● EXERCISE PROMPT:
Using the records below, output the stretch that opens with the line containing "to read response" and closes with the line containing "serde_json::from_value(value)", exactly and including both lines, with nothing more.

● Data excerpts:
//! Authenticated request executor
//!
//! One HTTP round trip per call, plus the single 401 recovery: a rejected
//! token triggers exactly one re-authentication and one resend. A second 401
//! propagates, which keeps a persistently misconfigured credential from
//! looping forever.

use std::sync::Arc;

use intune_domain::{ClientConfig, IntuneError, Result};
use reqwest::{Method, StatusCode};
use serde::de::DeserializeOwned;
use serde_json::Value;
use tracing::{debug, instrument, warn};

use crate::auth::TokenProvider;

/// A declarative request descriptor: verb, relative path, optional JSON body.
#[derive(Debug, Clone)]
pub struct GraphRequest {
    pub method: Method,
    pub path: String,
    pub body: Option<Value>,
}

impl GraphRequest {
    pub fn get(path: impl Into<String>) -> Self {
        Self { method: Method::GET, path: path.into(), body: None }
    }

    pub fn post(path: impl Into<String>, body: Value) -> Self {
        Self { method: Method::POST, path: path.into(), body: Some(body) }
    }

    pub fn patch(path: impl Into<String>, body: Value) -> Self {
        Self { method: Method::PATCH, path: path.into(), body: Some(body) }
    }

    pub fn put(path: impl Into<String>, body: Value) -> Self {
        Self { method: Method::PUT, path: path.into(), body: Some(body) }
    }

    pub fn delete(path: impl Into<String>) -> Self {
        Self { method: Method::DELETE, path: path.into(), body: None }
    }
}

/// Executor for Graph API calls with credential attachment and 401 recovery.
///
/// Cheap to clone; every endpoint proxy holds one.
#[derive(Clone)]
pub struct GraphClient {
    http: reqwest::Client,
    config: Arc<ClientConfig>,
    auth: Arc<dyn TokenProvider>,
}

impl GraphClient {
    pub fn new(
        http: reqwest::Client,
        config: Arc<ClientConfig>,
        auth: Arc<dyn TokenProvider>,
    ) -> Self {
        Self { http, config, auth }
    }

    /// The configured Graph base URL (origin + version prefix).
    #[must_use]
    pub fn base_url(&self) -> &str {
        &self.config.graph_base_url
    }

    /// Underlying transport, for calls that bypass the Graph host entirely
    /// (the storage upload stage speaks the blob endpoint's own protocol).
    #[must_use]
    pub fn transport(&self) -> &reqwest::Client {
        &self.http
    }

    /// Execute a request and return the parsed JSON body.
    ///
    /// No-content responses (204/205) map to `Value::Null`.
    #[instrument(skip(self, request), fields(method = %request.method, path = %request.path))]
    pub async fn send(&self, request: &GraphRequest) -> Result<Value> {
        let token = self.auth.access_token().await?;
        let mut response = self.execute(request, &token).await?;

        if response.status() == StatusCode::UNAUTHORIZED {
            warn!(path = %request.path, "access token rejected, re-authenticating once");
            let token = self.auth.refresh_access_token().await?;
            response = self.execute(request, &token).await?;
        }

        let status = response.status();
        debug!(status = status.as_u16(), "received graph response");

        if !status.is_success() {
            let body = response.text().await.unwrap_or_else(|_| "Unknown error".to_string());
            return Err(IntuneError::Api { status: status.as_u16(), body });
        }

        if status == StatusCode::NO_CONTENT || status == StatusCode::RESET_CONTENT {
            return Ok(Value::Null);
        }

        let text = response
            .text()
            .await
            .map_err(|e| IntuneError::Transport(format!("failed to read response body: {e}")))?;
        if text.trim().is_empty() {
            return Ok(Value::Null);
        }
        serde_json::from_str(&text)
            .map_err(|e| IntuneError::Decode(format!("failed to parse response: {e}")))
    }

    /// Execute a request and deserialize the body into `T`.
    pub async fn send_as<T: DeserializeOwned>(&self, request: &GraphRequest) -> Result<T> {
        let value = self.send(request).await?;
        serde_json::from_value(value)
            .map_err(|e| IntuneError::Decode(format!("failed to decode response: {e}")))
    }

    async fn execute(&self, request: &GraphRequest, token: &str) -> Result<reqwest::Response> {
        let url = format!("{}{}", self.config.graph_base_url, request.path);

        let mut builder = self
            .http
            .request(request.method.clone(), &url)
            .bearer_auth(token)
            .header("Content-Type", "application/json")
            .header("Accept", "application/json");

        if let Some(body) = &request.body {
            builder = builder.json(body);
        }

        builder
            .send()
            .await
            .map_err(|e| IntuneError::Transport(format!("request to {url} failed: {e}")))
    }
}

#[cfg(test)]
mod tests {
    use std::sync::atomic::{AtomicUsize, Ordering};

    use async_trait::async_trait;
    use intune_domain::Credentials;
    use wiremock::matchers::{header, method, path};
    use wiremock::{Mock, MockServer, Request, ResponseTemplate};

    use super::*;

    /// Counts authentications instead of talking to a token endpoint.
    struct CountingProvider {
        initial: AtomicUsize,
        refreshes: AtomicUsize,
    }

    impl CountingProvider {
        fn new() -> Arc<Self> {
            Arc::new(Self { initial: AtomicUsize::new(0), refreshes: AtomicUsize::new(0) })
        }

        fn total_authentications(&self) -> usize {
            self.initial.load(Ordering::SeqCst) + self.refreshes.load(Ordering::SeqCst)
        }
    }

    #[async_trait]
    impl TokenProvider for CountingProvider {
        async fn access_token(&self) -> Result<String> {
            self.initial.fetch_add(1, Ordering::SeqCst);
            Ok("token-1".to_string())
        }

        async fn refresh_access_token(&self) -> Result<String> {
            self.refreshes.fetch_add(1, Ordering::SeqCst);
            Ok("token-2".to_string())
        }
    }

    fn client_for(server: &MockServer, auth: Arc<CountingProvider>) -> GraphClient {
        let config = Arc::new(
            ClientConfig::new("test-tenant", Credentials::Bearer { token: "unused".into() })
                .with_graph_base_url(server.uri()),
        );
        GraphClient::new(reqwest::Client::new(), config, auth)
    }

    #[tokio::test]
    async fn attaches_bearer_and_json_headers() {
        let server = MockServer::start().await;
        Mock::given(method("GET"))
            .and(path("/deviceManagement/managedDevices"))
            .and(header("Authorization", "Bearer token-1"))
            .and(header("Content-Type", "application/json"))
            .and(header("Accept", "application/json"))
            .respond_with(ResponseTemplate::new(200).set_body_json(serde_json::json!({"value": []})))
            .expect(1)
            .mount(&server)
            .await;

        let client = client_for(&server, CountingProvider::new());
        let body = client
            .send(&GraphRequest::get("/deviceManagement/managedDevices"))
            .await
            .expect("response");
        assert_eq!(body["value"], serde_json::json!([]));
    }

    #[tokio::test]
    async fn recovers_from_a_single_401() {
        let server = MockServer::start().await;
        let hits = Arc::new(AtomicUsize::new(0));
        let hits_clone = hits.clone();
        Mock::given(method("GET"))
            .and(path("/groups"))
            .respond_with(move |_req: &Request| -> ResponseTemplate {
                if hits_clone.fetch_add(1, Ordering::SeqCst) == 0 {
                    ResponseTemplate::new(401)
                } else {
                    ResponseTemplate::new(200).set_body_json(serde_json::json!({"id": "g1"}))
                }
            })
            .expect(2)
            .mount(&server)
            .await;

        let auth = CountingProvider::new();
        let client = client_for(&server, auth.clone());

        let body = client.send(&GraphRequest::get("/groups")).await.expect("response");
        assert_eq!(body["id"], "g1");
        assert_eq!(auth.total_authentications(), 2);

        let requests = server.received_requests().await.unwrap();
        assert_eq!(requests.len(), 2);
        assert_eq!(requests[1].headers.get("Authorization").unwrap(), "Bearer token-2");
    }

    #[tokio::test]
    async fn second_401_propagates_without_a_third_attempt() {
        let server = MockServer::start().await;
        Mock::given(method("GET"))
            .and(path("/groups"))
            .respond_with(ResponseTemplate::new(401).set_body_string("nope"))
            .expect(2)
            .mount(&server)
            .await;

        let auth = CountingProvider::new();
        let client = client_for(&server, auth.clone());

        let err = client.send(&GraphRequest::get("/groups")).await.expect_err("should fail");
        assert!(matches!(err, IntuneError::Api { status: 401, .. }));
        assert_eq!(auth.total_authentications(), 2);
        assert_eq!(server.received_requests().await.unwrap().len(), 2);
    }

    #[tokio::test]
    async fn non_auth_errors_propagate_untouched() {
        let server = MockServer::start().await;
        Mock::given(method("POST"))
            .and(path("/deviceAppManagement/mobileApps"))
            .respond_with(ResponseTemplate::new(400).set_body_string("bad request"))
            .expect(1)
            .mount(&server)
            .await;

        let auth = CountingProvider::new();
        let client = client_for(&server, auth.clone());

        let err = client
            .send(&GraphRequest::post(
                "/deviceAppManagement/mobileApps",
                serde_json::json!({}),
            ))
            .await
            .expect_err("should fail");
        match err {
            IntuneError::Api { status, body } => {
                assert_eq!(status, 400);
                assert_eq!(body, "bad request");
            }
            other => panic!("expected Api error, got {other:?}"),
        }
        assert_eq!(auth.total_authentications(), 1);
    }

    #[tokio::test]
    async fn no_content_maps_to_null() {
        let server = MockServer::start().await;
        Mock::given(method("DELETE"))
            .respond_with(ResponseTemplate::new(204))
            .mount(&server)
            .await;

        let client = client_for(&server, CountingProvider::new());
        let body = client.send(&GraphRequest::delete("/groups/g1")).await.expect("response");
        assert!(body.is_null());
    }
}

==

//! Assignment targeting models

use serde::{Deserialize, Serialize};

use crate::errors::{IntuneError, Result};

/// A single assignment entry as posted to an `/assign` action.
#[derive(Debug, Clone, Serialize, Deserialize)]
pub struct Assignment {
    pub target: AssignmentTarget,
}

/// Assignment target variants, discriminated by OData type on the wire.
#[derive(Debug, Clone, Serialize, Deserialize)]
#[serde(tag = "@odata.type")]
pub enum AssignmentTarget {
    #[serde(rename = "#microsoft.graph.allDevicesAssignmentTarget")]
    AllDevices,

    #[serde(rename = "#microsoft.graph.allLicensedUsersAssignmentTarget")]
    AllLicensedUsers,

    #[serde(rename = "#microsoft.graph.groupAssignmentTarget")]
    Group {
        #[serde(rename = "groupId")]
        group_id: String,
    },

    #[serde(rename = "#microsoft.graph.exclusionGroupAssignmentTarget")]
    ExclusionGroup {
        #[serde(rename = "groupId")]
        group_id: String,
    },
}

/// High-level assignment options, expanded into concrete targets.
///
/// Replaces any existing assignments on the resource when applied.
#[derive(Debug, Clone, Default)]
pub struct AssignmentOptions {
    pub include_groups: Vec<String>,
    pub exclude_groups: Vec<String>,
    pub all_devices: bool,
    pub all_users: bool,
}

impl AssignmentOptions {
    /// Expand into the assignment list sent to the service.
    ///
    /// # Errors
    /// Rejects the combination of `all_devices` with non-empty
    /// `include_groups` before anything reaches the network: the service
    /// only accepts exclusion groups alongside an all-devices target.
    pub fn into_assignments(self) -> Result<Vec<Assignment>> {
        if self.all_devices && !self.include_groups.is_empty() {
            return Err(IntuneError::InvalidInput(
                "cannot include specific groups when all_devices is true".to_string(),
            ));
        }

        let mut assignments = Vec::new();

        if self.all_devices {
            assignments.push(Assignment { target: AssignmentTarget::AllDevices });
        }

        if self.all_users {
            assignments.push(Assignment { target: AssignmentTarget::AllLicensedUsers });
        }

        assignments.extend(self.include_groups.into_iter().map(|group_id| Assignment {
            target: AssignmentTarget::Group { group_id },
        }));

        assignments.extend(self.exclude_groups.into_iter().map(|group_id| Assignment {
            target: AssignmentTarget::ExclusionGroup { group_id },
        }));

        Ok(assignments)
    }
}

● YOUR SOLUTION:
            .map_err(|e| IntuneError::Transport(format!("failed to read response body: {e}")))?;
        if text.trim().is_empty() {
            return Ok(Value::Null);
        }
        serde_json::from_str(&text)
            .map_err(|e| IntuneError::Decode(format!("failed to parse response: {e}")))
    }

    /// Execute a request and deserialize the body into `T`.
    pub async fn send_as<T: DeserializeOwned>(&self, request: &GraphRequest) -> Result<T> {
        let value = self.send(request).await?;
        serde_json::from_value(value)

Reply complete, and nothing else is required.